- Work to complete
From the records below, copy each line in which the string "reason" occurs.

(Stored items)
------------------------------------------------------------------------

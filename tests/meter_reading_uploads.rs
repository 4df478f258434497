use chrono::{Datelike, NaiveDate, Timelike};
use meter_readings::{
    find_account_by_external_id, get_readings_for_account, insert_account, process_batch,
    setup_database, verify_count, BatchFailure, BatchOptions, BatchOutcome, NewMeterReading,
    Ledger, Rejection,
};
use rusqlite::Connection;

/// Accounts 2344, 2233, 8766 (internal ids 1, 2, 3).
/// 2344 already has a reading at 22/04/2019 12:25.
fn seeded_ledger() -> Connection {
    let conn = Connection::open_in_memory().unwrap();
    setup_database(&conn).unwrap();

    let tommy = insert_account(&conn, 2344, "Tommy", "Test").unwrap();
    insert_account(&conn, 2233, "Barry", "Test").unwrap();
    insert_account(&conn, 8766, "Sally", "Test").unwrap();

    let existing = NewMeterReading {
        account_ref: tommy,
        reading_time: NaiveDate::from_ymd_opt(2019, 4, 22)
            .unwrap()
            .and_hms_opt(12, 25, 0)
            .unwrap(),
        reading_value: 1002,
    };
    conn.bulk_insert(&[existing]).unwrap();

    conn
}

fn upload(conn: &Connection, csv: &str) -> BatchOutcome {
    process_batch(conn, csv.as_bytes(), BatchOptions::default())
}

#[test]
fn test_valid_reading_is_stored() {
    let conn = seeded_ledger();
    let outcome = upload(
        &conn,
        "\
AccountId,MeterReadingDateTime,MeterReadValue
2233,22/04/2019 12:25,45522",
    );

    assert_eq!(outcome.successful_readings, 1);
    assert_eq!(outcome.failed_readings, 0);

    let barry = find_account_by_external_id(&conn, 2233).unwrap().unwrap();
    let readings = get_readings_for_account(&conn, barry.id).unwrap();
    assert_eq!(readings.len(), 1);
    assert_eq!(readings[0].reading_value, 45522);
    assert_eq!(readings[0].account_ref, 2);
}

#[test]
fn test_unknown_account_fails_reading() {
    let conn = seeded_ledger();
    let outcome = upload(
        &conn,
        "\
AccountId,MeterReadingDateTime,MeterReadValue
9999,22/04/2019 12:25,45522",
    );

    assert_eq!(outcome.successful_readings, 0);
    assert_eq!(outcome.failed_readings, 1);
    assert_eq!(outcome.errors.len(), 1);
    assert!(outcome.errors[0].contains("does not exist"));
}

#[test]
fn test_reading_too_large_fails() {
    let conn = seeded_ledger();
    let outcome = upload(
        &conn,
        "\
AccountId,MeterReadingDateTime,MeterReadValue
2233,22/04/2019 12:25,123456",
    );

    assert_eq!(outcome.successful_readings, 0);
    assert_eq!(outcome.failed_readings, 1);
    assert_eq!(outcome.errors.len(), 1);
    assert!(outcome.errors[0].contains("NNNNN format"));
}

#[test]
fn test_flexible_date_format_is_day_first() {
    let conn = seeded_ledger();
    let outcome = upload(
        &conn,
        "\
AccountId,MeterReadingDateTime,MeterReadValue
8766,6/5/2019 9:24,12345",
    );

    assert_eq!(outcome.successful_readings, 1);
    assert_eq!(outcome.failed_readings, 0);

    let sally = find_account_by_external_id(&conn, 8766).unwrap().unwrap();
    let reading = &get_readings_for_account(&conn, sally.id).unwrap()[0];
    assert_eq!(reading.reading_value, 12345);
    assert_eq!(reading.reading_time.day(), 6);
    assert_eq!(reading.reading_time.month(), 5);
    assert_eq!(reading.reading_time.year(), 2019);
    assert_eq!(reading.reading_time.hour(), 9);
    assert_eq!(reading.reading_time.minute(), 24);
}

#[test]
fn test_multiple_readings_processed() {
    let conn = seeded_ledger();
    let outcome = upload(
        &conn,
        "\
AccountId,MeterReadingDateTime,MeterReadValue
2233,22/04/2019 12:25,45522
8766,6/5/2019 9:24,12345
9999,22/04/2019 12:25,45522",
    );

    assert_eq!(outcome.successful_readings, 2);
    assert_eq!(outcome.failed_readings, 1);
    assert_eq!(outcome.errors.len(), 1);
}

#[test]
fn test_unrecognised_date_fails() {
    let conn = seeded_ledger();
    let outcome = upload(
        &conn,
        "\
AccountId,MeterReadingDateTime,MeterReadValue
2233,April 22nd 2019,45522
2233,2019-04-22T12:25:00,45522",
    );

    assert_eq!(outcome.failed_readings, 2);
    assert!(outcome.errors.iter().all(|e| e.contains("Invalid date format")));
}

#[test]
fn test_existing_duplicate_and_older_readings_rejected() {
    let conn = seeded_ledger();
    let outcome = upload(
        &conn,
        "\
AccountId,MeterReadingDateTime,MeterReadValue
2344,22/04/2019 12:25,1002
2344,21/04/2019 12:25,999
2344,23/04/2019 12:25,1010",
    );

    assert_eq!(outcome.successful_readings, 1);
    assert_eq!(outcome.failed_readings, 2);
    assert!(matches!(outcome.rejections[0].reason, Rejection::DuplicateReading { account_id: 2344, .. }));
    assert!(matches!(outcome.rejections[1].reason, Rejection::OutOfOrder { account_id: 2344, .. }));
}

#[test]
fn test_resubmitting_batch_rejects_every_row() {
    let conn = seeded_ledger();
    let csv = "\
AccountId,MeterReadingDateTime,MeterReadValue
2233,22/04/2019 12:25,45522
8766,6/5/2019 9:24,12345";

    let first = upload(&conn, csv);
    assert_eq!(first.successful_readings, 2);
    let stored = verify_count(&conn).unwrap();

    let second = upload(&conn, csv);
    assert_eq!(second.successful_readings, 0);
    assert_eq!(second.failed_readings, 2);
    assert!(second.errors.iter().all(|e| e.starts_with("Duplicate reading")));
    assert_eq!(verify_count(&conn).unwrap(), stored);
}

#[test]
fn test_in_batch_inversion_only_caught_at_storage() {
    let conn = seeded_ledger();
    let outcome = upload(
        &conn,
        "\
AccountId,MeterReadingDateTime,MeterReadValue
2233,23/04/2019 12:25,200
2233,22/04/2019 12:25,100
2233,23/04/2019 12:25,300",
    );

    // No row is rejected on its own; the sibling collision fails the flush
    assert_eq!(outcome.failed_readings, 0);
    assert_eq!(outcome.successful_readings, 3);
    assert!(matches!(outcome.failure, Some(BatchFailure::Persist(_))));
    assert_eq!(verify_count(&conn).unwrap(), 1);
}

#[test]
fn test_in_batch_inversion_rejected_with_guard() {
    let conn = seeded_ledger();
    let csv = "\
AccountId,MeterReadingDateTime,MeterReadValue
2233,23/04/2019 12:25,200
2233,22/04/2019 12:25,100";

    let outcome = process_batch(&conn, csv.as_bytes(), BatchOptions { reject_in_batch_duplicates: true });

    assert_eq!(outcome.successful_readings, 1);
    assert_eq!(outcome.failed_readings, 1);
    assert!(outcome.errors[0].contains("is older than existing reading"));
    assert!(outcome.failure.is_none());
    assert_eq!(verify_count(&conn).unwrap(), 2);
}

#[test]
fn test_second_connection_sees_flushed_readings() {
    let path = std::env::temp_dir().join(format!("meter_shared_{}.db", std::process::id()));
    std::fs::remove_file(&path).ok();
    let first = Connection::open(&path).unwrap();
    setup_database(&first).unwrap();
    insert_account(&first, 2233, "Barry", "Test").unwrap();
    let second = Connection::open(&path).unwrap();

    let csv = "\
AccountId,MeterReadingDateTime,MeterReadValue
2233,22/04/2019 12:25,45522";

    // Two uploads of the same file through separate connections
    let winner = upload(&first, csv);
    let loser = upload(&second, csv);

    assert_eq!(winner.successful_readings, 1);
    assert_eq!(loser.failed_readings, 1);
    assert!(loser.errors[0].starts_with("Duplicate reading for account 2233"));
    assert_eq!(verify_count(&first).unwrap(), 1);

    drop(first);
    drop(second);
    for suffix in ["", "-wal", "-shm"] {
        std::fs::remove_file(format!("{}{}", path.display(), suffix)).ok();
    }
}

------------------------------------------------------------------------

- Task answer
    assert!(matches!(outcome.rejections[0].reason, Rejection::DuplicateReading { account_id: 2344, .. }));
    assert!(matches!(outcome.rejections[1].reason, Rejection::OutOfOrder { account_id: 2344, .. }));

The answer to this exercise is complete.